Marcel Winatschek

One Button Press

There’s something vertiginous about it: you only exist because a handful of people with the will and knowledge to destroy everything haven’t actually done it. Yet. The ones who know exactly what they want and how to get there. The rest of us are just waiting.

Walking through Tokyo in summer, Arata and Toji look like any two kids should—tall and lean, or short and slight, with the kind of eyes you fall into without meaning to. They move through the noise, past the cars and people and cicadas screaming in the trees. You’d never know they stole plutonium from a nuclear facility a few weeks ago. You’d never know they’re bombing the city.
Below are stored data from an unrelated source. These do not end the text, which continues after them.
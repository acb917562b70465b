use std::time::Duration;

use intel_core::AccessCredential;
use reqwest::Method;
use serde_json::{json, Value};

const BASE_URL: &str = "https://api.notion.com/v1";
const NOTION_VERSION: &str = "2022-06-28";
const RATE_LIMIT_WAIT: Duration = Duration::from_secs(2);

/// Failure from the workspace API, kept structured so callers can
/// classify capability errors.
#[derive(Debug)]
pub enum NotionApiError {
    Http { status: u16, body: String },
    Transport(String),
}

impl std::fmt::Display for NotionApiError {
    fn fmt(&self, f: &mut std::fmt::Formatter<'_>) -> std::fmt::Result {
        match self {
            NotionApiError::Http { status, body } => write!(f, "HTTP {status}: {body}"),
            NotionApiError::Transport(e) => write!(f, "transport error: {e}"),
        }
    }
}

impl NotionApiError {
    /// Schema-level rejection, e.g. a property the database does not have.
    pub fn is_validation_error(&self) -> bool {
        matches!(self, NotionApiError::Http { status: 400, body } if body.contains("validation_error"))
    }
}

/// Low-level versioned client for the workspace API. Each call carries the
/// subscriber's own credential; requests that hit the shared rate limit
/// are retried a bounded number of times after a short wait.
pub struct NotionApi {
    client: reqwest::Client,
    base_url: String,
}

impl NotionApi {
    pub fn new(timeout: Duration) -> Self {
        Self::with_base_url(BASE_URL.to_string(), timeout)
    }

    pub fn with_base_url(base_url: String, timeout: Duration) -> Self {
        let client = reqwest::Client::builder()
            .timeout(timeout)
            .build()
            .expect("Failed to create HTTP client");

        Self { client, base_url }
    }

    pub async fn query_database(
        &self,
        credential: &AccessCredential,
        database_id: &str,
        body: &Value,
    ) -> Result<Value, NotionApiError> {
        self.send(
            Method::POST,
            &format!("databases/{database_id}/query"),
            credential,
            Some(body),
        )
        .await
    }

    pub async fn create_page(
        &self,
        credential: &AccessCredential,
        body: &Value,
    ) -> Result<Value, NotionApiError> {
        self.send(Method::POST, "pages", credential, Some(body)).await
    }

    pub async fn update_page(
        &self,
        credential: &AccessCredential,
        page_id: &str,
        body: &Value,
    ) -> Result<Value, NotionApiError> {
        self.send(Method::PATCH, &format!("pages/{page_id}"), credential, Some(body))
            .await
    }

    /// Locate a record by its Ticker title property. `None` covers both
    /// "no such page" and a failed lookup; callers fall through to create.
    pub async fn find_page_by_ticker(
        &self,
        credential: &AccessCredential,
        database_id: &str,
        ticker: &str,
    ) -> Option<String> {
        let body = json!({
            "filter": {"property": "Ticker", "title": {"equals": ticker}},
            "page_size": 1,
        });
        match self.query_database(credential, database_id, &body).await {
            Ok(response) => response["results"]
                .as_array()
                .and_then(|results| results.first())
                .and_then(|page| page["id"].as_str())
                .map(str::to_string),
            Err(e) => {
                tracing::debug!("Page lookup for {} failed: {}", ticker, e);
                None
            }
        }
    }

    async fn send(
        &self,
        method: Method,
        path: &str,
        credential: &AccessCredential,
        body: Option<&Value>,
    ) -> Result<Value, NotionApiError> {
        let url = format!("{}/{}", self.base_url, path);

        for attempt in 0..3u32 {
            let mut request = self
                .client
                .request(method.clone(), &url)
                .bearer_auth(credential.expose())
                .header("Notion-Version", NOTION_VERSION);
            if let Some(body) = body {
                request = request.json(body);
            }

            let response = request
                .send()
                .await
                .map_err(|e| NotionApiError::Transport(e.to_string()))?;

            let status = response.status();
            if status.as_u16() == 429 {
                tracing::warn!(
                    "Workspace API rate limited, waiting {:?} before retry {}/3",
                    RATE_LIMIT_WAIT,
                    attempt + 1
                );
                tokio::time::sleep(RATE_LIMIT_WAIT).await;
                continue;
            }

            if !status.is_success() {
                let body = response.text().await.unwrap_or_default();
                return Err(NotionApiError::Http {
                    status: status.as_u16(),
                    body: truncate(&body),
                });
            }

            return response
                .json::<Value>()
                .await
                .map_err(|e| NotionApiError::Transport(e.to_string()));
        }

        Err(NotionApiError::Http {
            status: 429,
            body: "rate limited after 3 attempts".to_string(),
        })
    }
}

fn truncate(body: &str) -> String {
    body.chars().take(300).collect()
}
use thiserror::Error;

#[derive(Error, Debug)]
pub enum IntelError {
    #[error("Registry error: {0}")]
    Registry(String),

    #[error("Request source error: {0}")]
    RequestSource(String),

    #[error("Provider quota exceeded: {0}")]
    QuotaExceeded(String),

    #[error("Provider overloaded: {0}")]
    Overloaded(String),

    #[error("Invalid ticker: {0}")]
    InvalidTicker(String),

    #[error("Validation error: {0}")]
    Validation(String),

    #[error("Incomplete analysis: {0}")]
    Incomplete(String),

    #[error("Destination error: {0}")]
    Destination(String),

    #[error("Status marking unsupported: {0}")]
    StatusUnsupported(String),

    #[error("API error: {0}")]
    Api(String),
}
Terror in Tokyo doesn’t do what you’d expect from an anime. No giant robots, no oversexualized characters filling the screen, no magical girls or kitsch J-pop powering some impossible victory. Director Shinichiro Watanabe made something that looks like the world actually looks, sounds like it actually sounds, feels like it actually feels. Explosions in subways, buildings collapsing, civilians trapped in chaos, and the police have nothing. It’s genuinely unsettling without dipping into cheap horror movie garbage.

Nine and Twelve shouldn’t exist. Their memories start in some lab at the end of the world and end in a small apartment in Tokyo. From there they plan everything carefully, play cat-and-mouse with a detective named Kenjiro over YouTube, and deal with a girl named Lisa who wanted to be part of it and then realized she didn’t want to die. The whole thing is technically sophisticated and grounded—they hack, they tweet, they stream themselves through a laughing city. Their puzzles are clever. Their motives stay in the dark. All the threats waiting for them stay in the dark. But the story never feels overwrought. It knows when to just breathe.

Lisa is probably the closest thing to someone you recognize. Bullied at school, misunderstood at home, walking through Shibuya in the rain with nowhere to be. The neon fills her face with colors that don’t belong to her. Everyone around her is talking on their phone. She cries. You want to hold her. In a world where no one’s like her, maybe dying wouldn’t be the worst option.

The animation is genuinely beautiful—Kazuto Nakazawa’s work, Yoko Kanno’s score. If you’re tired of the standard anime waste of time, this is actually something.

Then Five shows up, and you realize you’ve been watching the wrong thing the whole time. Pale, beautiful, cold as a snowstorm, violet eyes, this girl with no mercy at all who would absolutely go all the way. And suddenly you’re not sure anymore who’s actually supposed to be the monster in all this. You’re pretty sure she would. No doubt about that.